The WAAS is an evolving system but has some general 
characteristics (Ref. 2) The WAAS relies on GPS to provide 
positional information to receiving aircraft flying over the 
continental U.S., and as such could be used for free -flight 
navigation. A fully implemented WAAS though could also be 
use to implement Category 1 landings. In some cases, these are 
automatic computer controlled runway approaches until the 
aircraft reaches an altitude of 200 feet above the runway and a 
forward visual sighting of 1500 feet. At this point, the pilot 
manually lands the aircraft. The LAAS is a similar system but 
requires greater landing accuracy than WAAS to enable 
Category 2 or 3 landings for a local area within 20 miles of a 
LAAS equipped airport. A Category 3 landing includes a zero 
distance runway visibility which requires automatic control 
through aircraft roll-out. 

Dining the preliminary design of the WAAS system, a number 
of candidate architectural system designs were investigated. 
Because a malfunction in the WAAS system could lead to a 
loss of life, the reliability of the system was investigated. This 
paper describes the analysis of one such system which used a 
unique sparing scheme to enhance reliability and reduce 
spacecraft costs. The importance of this exposition, however, 
lies not in the system architectural design itself but rather in the 
technique that was used to predict the system reliability. A 
better understanding of this WAAS system design is necessary 
though before the solution technique can be best appreciated. 

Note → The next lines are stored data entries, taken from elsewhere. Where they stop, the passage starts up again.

//! Session configuration.

use std::path::Path;

use rosapi_proto::RET_ATTRIBUTE;
use serde::{Deserialize, Serialize};

use crate::error::ConfigError;

/// Configuration for a [`Session`](crate::Session).
///
/// ```yaml
/// label: core-router
/// log_replies: true
/// ack_attribute: ret
/// ```
#[derive(Debug, Clone, PartialEq, Eq, Serialize, Deserialize)]
#[serde(default)]
pub struct SessionConfig {
    /// Name shown in log lines for this session.
    pub label: String,
    /// Log every reply sentence at debug level.
    pub log_replies: bool,
    /// Attribute of the `!done` sentence that carries a created item's id.
    pub ack_attribute: String,
}

impl Default for SessionConfig {
    fn default() -> Self {
        SessionConfig {
            label: "routeros".to_string(),
            log_replies: false,
            ack_attribute: RET_ATTRIBUTE.to_string(),
        }
    }
}

impl SessionConfig {
    /// Parse a configuration from YAML. Missing keys take their defaults.
    pub fn from_yaml_str(yaml: &str) -> Result<Self, ConfigError> {
        Ok(serde_yaml::from_str(yaml)?)
    }

    /// Load a configuration from a YAML file.
    pub fn from_yaml_file(path: impl AsRef<Path>) -> Result<Self, ConfigError> {
        let contents = std::fs::read_to_string(path)?;
        Self::from_yaml_str(&contents)
    }

    /// Serialize the configuration to YAML.
    pub fn to_yaml(&self) -> Result<String, ConfigError> {
        Ok(serde_yaml::to_string(self)?)
    }
}
//! Compact textual durations.
//!
//! A duration is one or more `<number><unit>` segments, e.g. `3s`, `1h30m`,
//! `1.5h`, `1w2d`, `150ms`. The bare string `0` is also accepted.
//!
//! Supported units:
//! - `ns`, `us`/`µs`, `ms`
//! - `s`, `m`, `h`
//! - `d`, `w`

use std::time::Duration;

use crate::error::ValueError;

const NANOS_PER_SEC: u128 = 1_000_000_000;

/// Fraction digits beyond this are ignored; they are below nanosecond precision
/// for every supported unit.
const MAX_FRACTION_DIGITS: usize = 18;

fn unit_nanos(unit: &str) -> Option<u128> {
    let nanos = match unit {
        "ns" => 1,
        "us" | "µs" => 1_000,
        "ms" => 1_000_000,
        "s" => NANOS_PER_SEC,
        "m" => 60 * NANOS_PER_SEC,
        "h" => 3_600 * NANOS_PER_SEC,
        "d" => 86_400 * NANOS_PER_SEC,
        "w" => 604_800 * NANOS_PER_SEC,
        _ => return None,
    };
    Some(nanos)
}

fn is_number_char(c: char) -> bool {
    c.is_ascii_digit() || c == '.'
}

/// Parse a compact duration string.
pub fn parse_duration(text: &str) -> Result<Duration, ValueError> {
    let invalid = |reason: &'static str| ValueError::InvalidDuration {
        value: text.to_string(),
        reason,
    };

    if text.is_empty() {
        return Err(invalid("empty duration"));
    }
    if text == "0" {
        return Ok(Duration::ZERO);
    }

    let mut total: u128 = 0;
    let mut rest = text;
    while !rest.is_empty() {
        let number_len = rest.find(|c: char| !is_number_char(c)).unwrap_or(rest.len());
        if number_len == 0 {
            return Err(invalid("expected a number"));
        }
        let (number, tail) = rest.split_at(number_len);

        let unit_len = tail.find(is_number_char).unwrap_or(tail.len());
        if unit_len == 0 {
            return Err(invalid("missing unit"));
        }
        let (unit, tail) = tail.split_at(unit_len);
        let scale = unit_nanos(unit).ok_or_else(|| invalid("unknown unit"))?;

        let (whole, fraction) = number.split_once('.').unwrap_or((number, ""));
        if (whole.is_empty() && fraction.is_empty()) || fraction.contains('.') {
            return Err(invalid("malformed number"));
        }

        let whole: u128 = if whole.is_empty() {
            0
        } else {
            whole.parse().map_err(|_| invalid("number out of range"))?
        };
        let mut nanos = whole
            .checked_mul(scale)
            .ok_or_else(|| invalid("duration out of range"))?;

        if !fraction.is_empty() {
            let digits = &fraction[..fraction.len().min(MAX_FRACTION_DIGITS)];
            let numerator: u128 = digits.parse().map_err(|_| invalid("malformed number"))?;
            let denominator = 10u128.pow(digits.len() as u32);
            nanos = nanos
                .checked_add(numerator * scale / denominator)
                .ok_or_else(|| invalid("duration out of range"))?;
        }

        total = total
            .checked_add(nanos)
            .ok_or_else(|| invalid("duration out of range"))?;
        rest = tail;
    }

    let secs = u64::try_from(total / NANOS_PER_SEC).map_err(|_| invalid("duration out of range"))?;
    Ok(Duration::new(secs, (total % NANOS_PER_SEC) as u32))
}

/// Format a duration in the compact form [`parse_duration`] reads back.
///
/// Hours are the largest unit; zero formats as `0s`.
pub fn format_duration(duration: Duration) -> String {
    if duration.is_zero() {
        return "0s".to_string();
    }

    let secs = duration.as_secs();
    let nanos = duration.subsec_nanos();
    let parts = [
        (secs / 3_600, "h"),
        ((secs % 3_600) / 60, "m"),
        (secs % 60, "s"),
        (u64::from(nanos / 1_000_000), "ms"),
        (u64::from((nanos / 1_000) % 1_000), "us"),
        (u64::from(nanos % 1_000), "ns"),
    ];

    let mut text = String::new();
    for (value, unit) in parts {
        if value > 0 {
            text.push_str(&value.to_string());
            text.push_str(unit);
        }
    }
    text
}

GPS receivers used for recreational civilian applications require 
access to a minimum of four GPS satellites which are typically 
available. However, in order to meet acceptable signal integrity 
for all phases of flight (without WAAS), the aircraft receiver 
must perform Receiver Autonomous Integrity Monitoring 
(RAIM) which requires a minimum of five GPS’s. The 
accuracy of positional data is 100 meters (95% confidence) and 
presents too large an uncertainty for precision approach and 
landings. A technique called differential GPS can reduce the 
error down to centimeters by using range corrections from a 
differential GPS station. The WAAS as currently envisioned 
will utilize 35 known reference stations distributed throughout 
the continental U.S. These reference stations also receive GPS 
positional data, and because each station knows its coordinates 
exactly, it can compute timing errors contributed by the 
atmosphere, the receiver’s internal clock, and satellite clock 
and ephemeris (where the GPS thinks it is) errors. These errors 
are then broadcasted as corrections to WAAS users so they can 
be applied to the measurements on the aircraft. The result is a 
position solution with improved accuracy. The WAAS 
corrections are expected to result in a solution accurate enough 
to meet the requirements for Category 1 approach and landing. 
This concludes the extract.